Fairtrade Foundation and Fairtrade Africa completed this pilot study to capture the impacts of climate change on coffee production and the steps farmers are taking to adapt to increasing global temperatures. The study includes testimonies from farmers collected through Fairtrade’s mobile phone reporting project, FairVoice. It spotlights farmers producing Arabica varieties of coffee, which are grown for their improved taste, and are particularly sensitive to changes in average temperature compared to the more heat-tolerant Robusta.
“Our vision for FairVoice is to use technology to create greater connections for farmers and workers ensuring they have a greater voice and influence within value chains and in Fairtrade,” says Rachel Wadham, Head of Evidence and Insights at the Fairtrade Foundation.
“This will give commercial actors a greater understanding of farmers’ needs in their supply chains and will enable farmers’ voices and insights on the issues that affect them to have greater visibility in sector discussions.”
Fairtrade makes training and programs available to producers so they can use the latest agricultural methods, and 90 per cent of coffee farmers surveyed reported applying a variety of new farming strategies as a result. Through new farming methods, farmers are also increasing biodiversity, which is improving the long-term sustainability of their businesses and livelihoods.
According to the study, 72 per cent of farmers reported that the price they receive for Fairtrade coffee allows them to invest in their farms to prepare for climate change.

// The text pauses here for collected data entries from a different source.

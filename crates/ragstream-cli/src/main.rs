//! `ragq`: ask the RAG service a question from the terminal.
//!
//! The answer streams to stdout; step progress, notices and logs go to stderr.

use std::io::Write as _;
use std::path::PathBuf;
use std::sync::Arc;
use std::time::Duration;

use anyhow::{Context as _, bail};
use clap::{Args, Parser, Subcommand};
use ragstream_client::prelude::*;
use ragstream_client::{CredentialStore, EnvCredentialStore, SettingsFileStore, init_observability};
use tracing::debug;

#[derive(Parser)]
#[command(name = "ragq", version, about = "Stream answers from a RAG query service")]
struct Cli {
    #[command(subcommand)]
    command: Command,
}

#[derive(Subcommand)]
enum Command {
    /// Save the API key to the settings file.
    SetKey {
        key: String,
        #[arg(long)]
        settings: Option<PathBuf>,
    },
    /// Ask a question and stream the answer.
    Ask(AskArgs),
}

#[derive(Args)]
struct AskArgs {
    question: String,
    /// Let the service search the web.
    #[arg(long)]
    web: bool,
    /// Force document retrieval regardless of routing.
    #[arg(long)]
    rag: bool,
    /// Ask the service to review its answer before finishing.
    #[arg(long)]
    reflect: bool,
    #[arg(long)]
    session_id: Option<String>,
    /// Overrides `RAG_API_BASE`.
    #[arg(long)]
    api_base: Option<String>,
    #[arg(long)]
    settings: Option<PathBuf>,
    #[arg(long)]
    max_retries: Option<u32>,
    /// First-byte timeout.
    #[arg(long, value_parser = clap::value_parser!(u64).range(1..))]
    timeout_secs: Option<u64>,
    /// Print the model's reasoning to stderr as it streams.
    #[arg(long)]
    show_thought: bool,
}

fn default_settings_path() -> PathBuf {
    std::env::var_os("HOME")
        .map(PathBuf::from)
        .unwrap_or_else(|| PathBuf::from("."))
        .join(".ragstream")
        .join("settings.json")
}

/// `RAG_API_KEY` wins over the settings file.
struct KeyLookup {
    env: EnvCredentialStore,
    file: SettingsFileStore,
}

impl CredentialStore for KeyLookup {
    fn api_key(&self) -> Option<String> {
        self.env.api_key().or_else(|| self.file.api_key())
    }
}

struct StderrNotifier;

impl Notifier for StderrNotifier {
    fn notify(&self, notice: Notice) {
        eprintln!("! {}", notice.text());
    }
}

/// Incremental terminal rendering of [`StreamSnapshot`]s.
struct ProgressView {
    show_thought: bool,
    statuses: [StepStatus; 4],
    retry_count: u32,
    printed_content: usize,
    printed_thought: usize,
}

impl ProgressView {
    fn new(show_thought: bool) -> Self {
        Self {
            show_thought,
            statuses: [StepStatus::Pending; 4],
            retry_count: 0,
            printed_content: 0,
            printed_thought: 0,
        }
    }

    fn render(&mut self, snapshot: &StreamSnapshot) {
        if snapshot.retry_count != self.retry_count {
            self.retry_count = snapshot.retry_count;
            if self.printed_content > 0 {
                println!();
            }
            self.printed_content = 0;
            self.printed_thought = 0;
        }

        for (seen, step) in self.statuses.iter_mut().zip(snapshot.steps.steps()) {
            if *seen == step.status {
                continue;
            }
            *seen = step.status;
            let state = match step.status {
                StepStatus::Pending => "pending",
                StepStatus::InProgress => "...",
                StepStatus::Completed => "done",
            };
            match &step.details {
                Some(details) => eprintln!("[{}] {state} ({details})", step.stage),
                None => eprintln!("[{}] {state}", step.stage),
            }
        }

        if self.show_thought
            && let Some(delta) = snapshot.current_thought.get(self.printed_thought..)
            && !delta.is_empty()
        {
            eprint!("{delta}");
            self.printed_thought = snapshot.current_thought.len();
        }

        if let Some(delta) = snapshot.current_content.get(self.printed_content..)
            && !delta.is_empty()
        {
            print!("{delta}");
            let _ = std::io::stdout().flush();
            self.printed_content = snapshot.current_content.len();
        }
    }
}

fn print_summary(message: &Message) {
    println!();
    if !message.sources.is_empty() {
        println!("\nSources:");
        for (i, source) in message.sources.iter().enumerate() {
            let label = source
                .url
                .as_deref()
                .or(source.document_id.as_deref())
                .unwrap_or("-");
            match source.similarity_score {
                Some(score) => println!("  {}. [{}] {label} ({score:.2})", i + 1, source.source_type),
                None => println!("  {}. [{}] {label}", i + 1, source.source_type),
            }
        }
    }
    if let Some(id) = &message.conversation_id {
        println!("\nconversation: {id}");
    }
    debug!(
        event = "cli.answer_rendered",
        message_id = %message.id,
        sources = message.sources.len() as u64
    );
}

async fn ask(args: AskArgs) -> anyhow::Result<()> {
    let mut config = ClientConfig::from_env();
    if let Some(base) = args.api_base {
        config = config.api_base(base);
    }
    if let Some(retries) = args.max_retries {
        config = config.max_retries(retries);
    }
    if let Some(secs) = args.timeout_secs {
        config = config.timeout(Duration::from_secs(secs));
    }
    let settings = args.settings.unwrap_or_else(default_settings_path);
    debug!(
        event = "cli.config_resolved",
        api_base = %config.api_base,
        timeout_ms = config.timeout.as_millis() as u64,
        max_retries = config.retry_policy.max_retries,
        settings = %settings.display()
    );

    let client = Arc::new(
        StreamingQueryClient::builder(config)
            .credentials(Arc::new(KeyLookup {
                env: EnvCredentialStore,
                file: SettingsFileStore::new(settings),
            }))
            .notifier(Arc::new(StderrNotifier))
            .build()
            .context("failed to build the query client")?,
    );

    let interrupt = {
        let client = Arc::clone(&client);
        tokio::spawn(async move {
            if tokio::signal::ctrl_c().await.is_ok() {
                client.cancel_stream();
            }
        })
    };

    let mut options = QueryOptions::default();
    if args.web {
        options = options.web_search(true);
    }
    if args.reflect {
        options = options.reflection(true);
    }
    if args.rag {
        options = options.force_rag(true);
    }
    if let Some(session_id) = args.session_id {
        options = options.session(session_id);
    }

    let mut view = ProgressView::new(args.show_thought);
    let mut updates = client.subscribe();
    let send = client.send_stream(&args.question, options);
    tokio::pin!(send);
    let result = loop {
        tokio::select! {
            result = &mut send => break result,
            changed = updates.changed() => {
                if changed.is_ok() {
                    let snapshot = updates.borrow_and_update().clone();
                    view.render(&snapshot);
                }
            }
        }
    };
    interrupt.abort();
    view.render(&client.snapshot());

    match result? {
        QueryOutcome::Completed(message) => print_summary(&message),
        QueryOutcome::Cancelled => {
            println!();
            eprintln!("(cancelled)");
        }
    }
    Ok(())
}

fn set_key(key: &str, settings: Option<PathBuf>) -> anyhow::Result<()> {
    if key.trim().is_empty() {
        bail!("API key must not be empty");
    }
    let store = SettingsFileStore::new(settings.unwrap_or_else(default_settings_path));
    store.store_api_key(key)?;
    eprintln!("API key saved to {}", store.path().display());
    Ok(())
}

#[tokio::main]
async fn main() -> anyhow::Result<()> {
    dotenvy::dotenv().ok();
    init_observability();

    match Cli::parse().command {
        Command::SetKey { key, settings } => set_key(&key, settings),
        Command::Ask(args) => ask(args).await,
    }
}
//! Classification of `data:` payloads from the query stream.
//!
//! The server does not tag its frames; the kind is decided by which fields are
//! present, checked in the order of [`Frame`]'s variants.

use serde::de::DeserializeOwned;
use serde::{Deserialize, Deserializer};

use crate::model::{RoutingInfo, Source};

#[derive(Clone, Debug, PartialEq)]
pub enum Frame {
    /// `{error}`; ends the stream.
    Error(String),
    /// `{status: "started"}`.
    RoutingStarted,
    /// `{intent, use_rag, use_web, ...}`.
    Routing(RoutingInfo),
    /// `{type: "rag", results?}`; `results` is the number of retrieved documents.
    RagSearch { results: Option<usize> },
    /// `{type: "web", found?}`.
    WebSearch { found: Option<bool> },
    /// `{conversation_id, sources?, content?}`; last frame of a successful stream.
    ///
    /// `text` holds answer text that arrived on the same frame.
    Complete {
        conversation_id: String,
        sources: Option<Vec<Source>>,
        text: Option<String>,
    },
    /// `{content, is_thought?}`.
    Content { text: String, is_thought: bool },
    /// `{source_type, ...}`.
    Source(Source),
    /// Valid JSON that matches none of the above.
    Unknown,
}

#[derive(Debug, Default, Deserialize)]
struct WireFrame {
    #[serde(default)]
    error: Option<serde_json::Value>,
    #[serde(default, deserialize_with = "lenient")]
    status: Option<String>,
    #[serde(default)]
    intent: Option<String>,
    #[serde(default, deserialize_with = "lenient")]
    use_rag: Option<bool>,
    #[serde(default, deserialize_with = "lenient")]
    use_web: Option<bool>,
    #[serde(default, deserialize_with = "lenient")]
    confidence: Option<f64>,
    #[serde(default, deserialize_with = "lenient")]
    reasoning: Option<String>,
    #[serde(default, deserialize_with = "lenient")]
    latency_ms: Option<f64>,
    #[serde(default, rename = "type")]
    kind: Option<String>,
    #[serde(default)]
    results: Option<serde_json::Value>,
    #[serde(default, deserialize_with = "lenient")]
    found: Option<bool>,
    #[serde(default)]
    content: Option<String>,
    #[serde(default, deserialize_with = "lenient")]
    is_thought: Option<bool>,
    #[serde(default)]
    source_type: Option<String>,
    #[serde(default, deserialize_with = "lenient")]
    content_preview: Option<String>,
    #[serde(default, deserialize_with = "lenient")]
    similarity_score: Option<f64>,
    #[serde(default, deserialize_with = "lenient")]
    url: Option<String>,
    #[serde(default)]
    document_id: Option<serde_json::Value>,
    #[serde(default, alias = "conversationId")]
    conversation_id: Option<serde_json::Value>,
    #[serde(default)]
    sources: Option<Vec<serde_json::Value>>,
}

/// Optional metadata of the wrong JSON type is dropped instead of failing the frame.
fn lenient<'de, D, T>(deserializer: D) -> Result<Option<T>, D::Error>
where
    D: Deserializer<'de>,
    T: DeserializeOwned,
{
    let value = Option::<serde_json::Value>::deserialize(deserializer)?;
    Ok(value.and_then(|v| serde_json::from_value(v).ok()))
}

/// Parses one `data:` payload.
///
/// Fails only when the payload is not a JSON object or a core field has the wrong type.
pub fn parse_frame(data: &str) -> Result<Frame, serde_json::Error> {
    let wire: WireFrame = serde_json::from_str(data)?;
    Ok(classify(wire))
}

fn classify(mut wire: WireFrame) -> Frame {
    if let Some(error) = wire.error.take().filter(|v| !v.is_null()) {
        return Frame::Error(error_text(&error));
    }
    if wire.status.as_deref() == Some("started") && wire.intent.is_none() {
        return Frame::RoutingStarted;
    }
    if let Some(intent) = wire.intent.take() {
        // Only an explicit `false` means a search stage is skipped.
        return Frame::Routing(RoutingInfo {
            intent,
            use_rag: wire.use_rag.unwrap_or(true),
            use_web: wire.use_web.unwrap_or(true),
            confidence: wire.confidence,
            reasoning: wire.reasoning.take(),
            latency_ms: wire
                .latency_ms
                .filter(|ms| ms.is_finite() && *ms >= 0.0)
                .map(|ms| ms.round() as u64),
        });
    }
    match wire.kind.as_deref() {
        Some("rag") => {
            return Frame::RagSearch {
                results: wire.results.as_ref().and_then(result_count),
            };
        }
        Some("web") => return Frame::WebSearch { found: wire.found },
        _ => {}
    }
    if let Some(conversation_id) = wire.conversation_id.as_ref().and_then(scalar_text) {
        // Entries without a `source_type` are dropped rather than failing the frame.
        let sources = wire.sources.take().map(|items| {
            items
                .into_iter()
                .filter_map(|item| serde_json::from_value::<WireFrame>(item).ok())
                .filter_map(source_from_wire)
                .collect()
        });
        return Frame::Complete {
            conversation_id,
            sources,
            text: wire
                .content
                .take()
                .filter(|t| !t.is_empty() && wire.is_thought != Some(true)),
        };
    }
    if let Some(text) = wire.content.take() {
        return Frame::Content {
            text,
            is_thought: wire.is_thought.unwrap_or(false),
        };
    }
    if wire.source_type.is_some() {
        return source_from_wire(wire).map_or(Frame::Unknown, Frame::Source);
    }
    Frame::Unknown
}

fn source_from_wire(wire: WireFrame) -> Option<Source> {
    Some(Source {
        source_type: wire.source_type?,
        content_preview: wire.content_preview,
        similarity_score: wire.similarity_score,
        url: wire.url,
        document_id: wire.document_id.as_ref().and_then(scalar_text),
    })
}

fn error_text(value: &serde_json::Value) -> String {
    match value {
        serde_json::Value::String(text) => text.clone(),
        other => other
            .get("message")
            .or_else(|| other.get("detail"))
            .and_then(|v| v.as_str())
            .map(ToOwned::to_owned)
            .unwrap_or_else(|| other.to_string()),
    }
}

fn result_count(value: &serde_json::Value) -> Option<usize> {
    match value {
        serde_json::Value::Array(items) => Some(items.len()),
        serde_json::Value::Number(n) => n.as_u64().map(|n| n as usize),
        _ => None,
    }
}

fn scalar_text(value: &serde_json::Value) -> Option<String> {
    match value {
        serde_json::Value::String(text) if !text.is_empty() => Some(text.clone()),
        serde_json::Value::Number(n) => Some(n.to_string()),
        _ => None,
    }
}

Farmers in the three cooperatives surveyed reported using the Fairtrade Price to invest in climate resilience on their farms, including environmentally friendly water and pest management, planting shade trees, and diversifying their income to improve their economic resilience.
Despite the challenges posed by climate change, the level of optimism farmers had for the future of coffee farming was generally high, with 80 per cent of farmers reporting that they feel prepared to face the effects of climate change.
Fairtrade believes that future research following the increase in the Fairtrade Minimum Price for coffee in 2023 will be useful to understand the extent to which the price increase further supports farmers with climate adaptation.